L’enquête démontre cependant qu’une fois le concept expliqué simplement – l’acquisition de parts dans une entreprise non cotée en Bourse dans l’espoir d’une plus-value future –, l’intérêt des épargnants change radicalement. Près de 46 % des Français se disent alors prêts à envisager d’y investir une partie de leur épargne (15 % « certainement » et 31 % « peut-être »). Rapporté à la population en âge d’investir, ce chiffre représente un marché potentiel de 24 à 25 millions de personnes. Les montants que les particuliers seraient prêts à immobiliser sur plusieurs années restent prudents mais significatifs : si 22 % refusent de s’engager, 47 % envisageraient d’investir jusqu’à 5 000 €, et 20 % seraient prêts à allouer 5 000 € ou plus à ce type de placement.

La confiance, clé de voûte de la décision d’investissement

Les freins à l’investissement sont clairement identifiés. La peur de perdre son capital et la complexité du produit arrivent en tête pour 58 % des répondants. Viennent ensuite l’illiquidité (argent bloqué longtemps) et le manque de transparence (46 %), ainsi que la crainte de frais élevés ou d’arnaques (35 %). Pour surmonter ces obstacles, les Français réclament du concret. 57 % demandent des explications simples, des exemples concrets et un encadrement réglementaire lisible. La qualité de l’information (détails sur les risques, les frais, les scénarios) et la recommandation d’un conseiller sont cruciales pour 49 % d’entre eux. Enfin, des conditions d’accès facilitées, notamment via une plateforme simple et un ticket d’entrée bas (inférieur à 1 000 €), rassureraient 47 % des épargnants potentiels.
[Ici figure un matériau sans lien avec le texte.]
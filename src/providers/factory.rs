use crate::config::{NutritionConfig, ProviderConfig};
use crate::error::NutritionError;
use crate::providers::{AnthropicProvider, GoogleProvider, LlmProvider, OpenAIProvider};

pub struct ProviderFactory;

impl ProviderFactory {
    /// Create a provider instance from configuration
    pub fn create(
        provider_name: &str,
        config: &ProviderConfig,
    ) -> Result<Box<dyn LlmProvider>, NutritionError> {
        // Validate that provider is enabled
        if !config.enabled {
            return Err(NutritionError::ProviderError(format!(
                "Provider '{}' is not enabled in configuration",
                provider_name
            )));
        }

        match provider_name {
            "openai" => Ok(Box::new(OpenAIProvider::new(config)?)),
            "anthropic" => Ok(Box::new(AnthropicProvider::new(config)?)),
            "google" => Ok(Box::new(GoogleProvider::new(config)?)),
            _ => Err(NutritionError::ProviderError(format!(
                "Unknown provider: {}",
                provider_name
            ))),
        }
    }

    /// Get the default provider from configuration
    ///
    /// A provider without a config section is created with its default model,
    /// so an API key in the environment is enough to get started.
    pub fn get_default_provider(
        config: &NutritionConfig,
    ) -> Result<Box<dyn LlmProvider>, NutritionError> {
        let provider_name = &config.default_provider;
        match config.providers.get(provider_name) {
            Some(provider_config) => Self::create(provider_name, provider_config),
            None => {
                let model = Self::default_model(provider_name).ok_or_else(|| {
                    NutritionError::ProviderError(format!(
                        "Default provider '{}' not found in configuration",
                        provider_name
                    ))
                })?;
                Self::create(provider_name, &ProviderConfig::new(model))
            }
        }
    }

    /// Model used when a provider has no configuration section
    pub fn default_model(provider_name: &str) -> Option<&'static str> {
        match provider_name {
            "openai" => Some("gpt-4.1-mini"),
            "anthropic" => Some("claude-3-5-haiku-latest"),
            "google" => Some("gemini-2.5-flash"),
            _ => None,
        }
    }

    /// List all available provider names
    pub fn available_providers() -> Vec<&'static str> {
        vec!["openai", "anthropic", "google"]
    }
}
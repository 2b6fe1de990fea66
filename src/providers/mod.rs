mod anthropic;
mod factory;
mod fallback;
mod google;
mod open_ai;

pub use anthropic::AnthropicProvider;
pub use factory::ProviderFactory;
pub use fallback::FallbackProvider;
pub use google::GoogleProvider;
pub use open_ai::OpenAIProvider;

use async_trait::async_trait;
use log::debug;
use reqwest::Response;
use serde_json::Value;

use crate::error::NutritionError;

/// Unified trait for all LLM providers
#[async_trait]
pub trait LlmProvider: Send + Sync {
    /// Get the provider name (e.g., "openai", "anthropic")
    fn provider_name(&self) -> &str;

    /// Send a single prompt and return the raw generated text
    async fn generate(&self, prompt: &str) -> Result<String, NutritionError>;
}

/// Decode a provider response, turning non-success statuses into errors
async fn read_json(provider: &str, response: Response) -> Result<Value, NutritionError> {
    let status = response.status();
    if !status.is_success() {
        let body = response.text().await.unwrap_or_default();
        return Err(NutritionError::ProviderError(format!(
            "{} API returned {}: {}",
            provider, status, body
        )));
    }

    let body: Value = response.json().await?;
    debug!("{} response: {:?}", provider, body);
    Ok(body)
}

fn missing_content(provider: &str) -> NutritionError {
    NutritionError::ProviderError(format!("Failed to extract content from {} response", provider))
}
use log::debug;

use crate::model::{NutritionPer100g, Provenance};
use crate::nutrition::cache::LookupCache;
use crate::nutrition::category::CategoryRules;
use crate::nutrition::mapping::MappingTable;

/// Per-100g nutrition together with the step that produced it
#[derive(Debug, Clone, Copy, PartialEq)]
pub struct Resolution {
    pub per_100g: NutritionPer100g,
    pub provenance: Provenance,
}

/// Ordered chain of nutrition sources: curated mapping, remote lookup, category default
///
/// Always yields a value; the category default cannot fail.
#[derive(Debug, Clone, Default)]
pub struct NutritionResolver {
    mapping: MappingTable,
    categories: CategoryRules,
}

impl NutritionResolver {
    pub fn new(mapping: MappingTable, categories: CategoryRules) -> Self {
        Self {
            mapping,
            categories,
        }
    }

    pub fn from_mapping(mapping: MappingTable) -> Self {
        Self::new(mapping, CategoryRules::default())
    }

    pub fn mapping(&self) -> &MappingTable {
        &self.mapping
    }

    pub fn categories(&self) -> &CategoryRules {
        &self.categories
    }

    pub async fn resolve(&self, ingredient: &str, cache: &LookupCache<'_>) -> Resolution {
        if let Some(per_100g) = self.mapping.lookup(ingredient) {
            return Resolution {
                per_100g,
                provenance: Provenance::Mapping,
            };
        }

        if !ingredient.trim().is_empty() {
            if let Some(per_100g) = cache.get_nutrition(ingredient).await {
                return Resolution {
                    per_100g,
                    provenance: Provenance::Usda,
                };
            }
        }

        let category = self.categories.categorize(ingredient);
        debug!("Using {:?} defaults for '{}'", category, ingredient);
        Resolution {
            per_100g: category.default_nutrition(),
            provenance: Provenance::Default,
        }
    }
}
use serde::{Deserialize, Serialize};

use crate::model::RecipeIngredientInput;

pub const DEFAULT_SERVINGS: u32 = 4;
pub const DEFAULT_ESTIMATED_TIME: &str = "30 minutes";
pub const DEFAULT_DIFFICULTY: &str = "Medium";

#[derive(Debug, Clone, Default, PartialEq, Serialize, Deserialize)]
#[serde(rename_all = "camelCase")]
pub struct DietaryPreferences {
    #[serde(default)]
    pub is_vegetarian: bool,
    #[serde(default)]
    pub is_vegan: bool,
    #[serde(default)]
    pub is_pescatarian: bool,
    #[serde(default)]
    pub allergies: Vec<String>,
    #[serde(default)]
    pub custom_instructions: Option<String>,
}

impl DietaryPreferences {
    /// Restrictions in prompt order; empty when nothing applies
    pub fn restrictions(&self) -> Vec<String> {
        let mut restrictions = Vec::new();
        if self.is_vegetarian {
            restrictions.push("vegetarian".to_string());
        }
        if self.is_vegan {
            restrictions.push("vegan".to_string());
        }
        if self.is_pescatarian {
            restrictions.push("pescatarian".to_string());
        }
        if !self.allergies.is_empty() {
            restrictions.push(format!("no {}", self.allergies.join(", ")));
        }
        if let Some(custom) = self
            .custom_instructions
            .as_deref()
            .filter(|custom| !custom.trim().is_empty())
        {
            restrictions.push(custom.to_string());
        }
        restrictions
    }
}

#[derive(Debug, Clone, PartialEq, Serialize, Deserialize)]
#[serde(rename_all = "camelCase")]
pub struct GenerateIdeasParams {
    pub ingredients: Vec<String>,
    pub cuisine: String,
    #[serde(default)]
    pub style: Option<String>,
    pub meal_type: String,
    #[serde(default = "default_servings")]
    pub servings: u32,
    #[serde(default)]
    pub dietary_preferences: Option<DietaryPreferences>,
}

#[derive(Debug, Clone, PartialEq, Serialize, Deserialize)]
#[serde(rename_all = "camelCase")]
pub struct FullRecipeParams {
    pub recipe_name: String,
    pub ingredients: Vec<String>,
    pub cuisine: String,
    #[serde(default)]
    pub style: Option<String>,
    pub meal_type: String,
    #[serde(default = "default_servings")]
    pub servings: u32,
    #[serde(default = "default_estimated_time")]
    pub estimated_time: String,
    #[serde(default = "default_difficulty")]
    pub difficulty: String,
    #[serde(default)]
    pub dietary_preferences: Option<DietaryPreferences>,
}

impl FullRecipeParams {
    /// Expand one of the ideas produced for `ideas`
    pub fn from_idea(idea: &RecipeIdea, ideas: &GenerateIdeasParams) -> Self {
        Self {
            recipe_name: idea.name.clone(),
            ingredients: ideas.ingredients.clone(),
            cuisine: ideas.cuisine.clone(),
            style: ideas.style.clone(),
            meal_type: ideas.meal_type.clone(),
            servings: ideas.servings,
            estimated_time: idea.estimated_time.clone(),
            difficulty: idea.difficulty.clone(),
            dietary_preferences: ideas.dietary_preferences.clone(),
        }
    }
}

#[derive(Debug, Clone, PartialEq, Serialize, Deserialize)]
#[serde(rename_all = "camelCase")]
pub struct RecipeIdea {
    pub name: String,
    pub description: String,
    #[serde(default = "default_estimated_time")]
    pub estimated_time: String,
    #[serde(default = "default_difficulty")]
    pub difficulty: String,
}

#[derive(Debug, Clone, PartialEq, Serialize, Deserialize)]
pub struct FullRecipeIngredient {
    pub name: String,
    #[serde(default)]
    pub amount: String,
    #[serde(default)]
    pub unit: String,
}

#[derive(Debug, Clone, PartialEq, Serialize, Deserialize)]
#[serde(rename_all = "camelCase")]
pub struct FullRecipe {
    pub name: String,
    #[serde(default)]
    pub description: String,
    pub ingredients: Vec<FullRecipeIngredient>,
    #[serde(default)]
    pub instructions: Vec<String>,
    #[serde(default = "default_estimated_time")]
    pub cook_time: String,
    #[serde(default = "default_difficulty")]
    pub difficulty: String,
    #[serde(default = "default_servings")]
    pub servings: u32,
    #[serde(default)]
    pub cuisine_type: String,
    #[serde(default)]
    pub recipe_style: String,
}

impl FullRecipe {
    /// Ingredient lines in the shape the nutrition pipeline consumes
    pub fn nutrition_inputs(&self) -> Vec<RecipeIngredientInput> {
        self.ingredients
            .iter()
            .map(|ingredient| {
                let amount = format!("{} {}", ingredient.amount.trim(), ingredient.unit.trim());
                RecipeIngredientInput::new(ingredient.name.trim(), amount.trim())
            })
            .collect()
    }
}

fn default_servings() -> u32 {
    DEFAULT_SERVINGS
}

fn default_estimated_time() -> String {
    DEFAULT_ESTIMATED_TIME.to_string()
}

fn default_difficulty() -> String {
    DEFAULT_DIFFICULTY.to_string()
}
//! Generate recipe ideas, expand the first one and estimate its nutrition
//!
//! Requires GOOGLE_API_KEY (or a configured provider in config.toml).

use recipe_nutrition::generation::{FullRecipeParams, GenerateIdeasParams, RecipeGenerator};
use recipe_nutrition::{load_config, RecipeNutritionCalculator};

#[tokio::main]
async fn main() -> Result<(), Box<dyn std::error::Error>> {
    env_logger::init();

    let config = load_config()?;
    let generator = RecipeGenerator::from_config(&config)?;

    let params = GenerateIdeasParams {
        ingredients: vec!["salmon".into(), "spinach".into(), "rice".into()],
        cuisine: "Japanese".into(),
        style: None,
        meal_type: "Dinner".into(),
        servings: 2,
        dietary_preferences: None,
    };

    let ideas = generator.generate_ideas(&params).await?;
    for idea in &ideas {
        println!("- {} ({}, {}): {}", idea.name, idea.estimated_time, idea.difficulty, idea.description);
    }

    let recipe = generator
        .generate_full_recipe(&FullRecipeParams::from_idea(&ideas[0], &params))
        .await?;
    println!("\n{}", recipe.name);
    for (step, instruction) in recipe.instructions.iter().enumerate() {
        println!("{}. {}", step + 1, instruction);
    }

    let calculator = RecipeNutritionCalculator::from_config(&config)?;
    let nutrition = calculator
        .calculate(&recipe.nutrition_inputs(), recipe.servings.max(1))
        .await?;
    println!(
        "\nPer serving: {} kcal, {}g protein",
        nutrition.nutrition_per_serving.calories, nutrition.nutrition_per_serving.protein
    );
    for warning in &nutrition.warnings {
        println!("  ! {}", warning);
    }

    Ok(())
}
Le tabou de l’argent, un frein culturel persistant

L’enquête souligne une dernière difficulté, profondément ancrée dans la société française : le tabou de l’argent. Pour 63 % des sondés, il est difficile, voire très difficile, de parler ouvertement de salaire, d’épargne ou de placements dans leur entourage. Ce silence contribue au manque de culture financière et renforce la nécessité d’acteurs professionnels capables d’offrir un accompagnement pédagogique et transparent.

Fondée en 2025 par Wendy Souvannarath, Carré Partners (https://www.carre.partners/) est une société française indépendante qui se positionne sur ce créneau en visant à démocratiser l’accès au private equity dit « late stage », qui cible des licornes technologiques matures et déjà bien établies, avec un ticket d’entrée à partir de 5 000 €.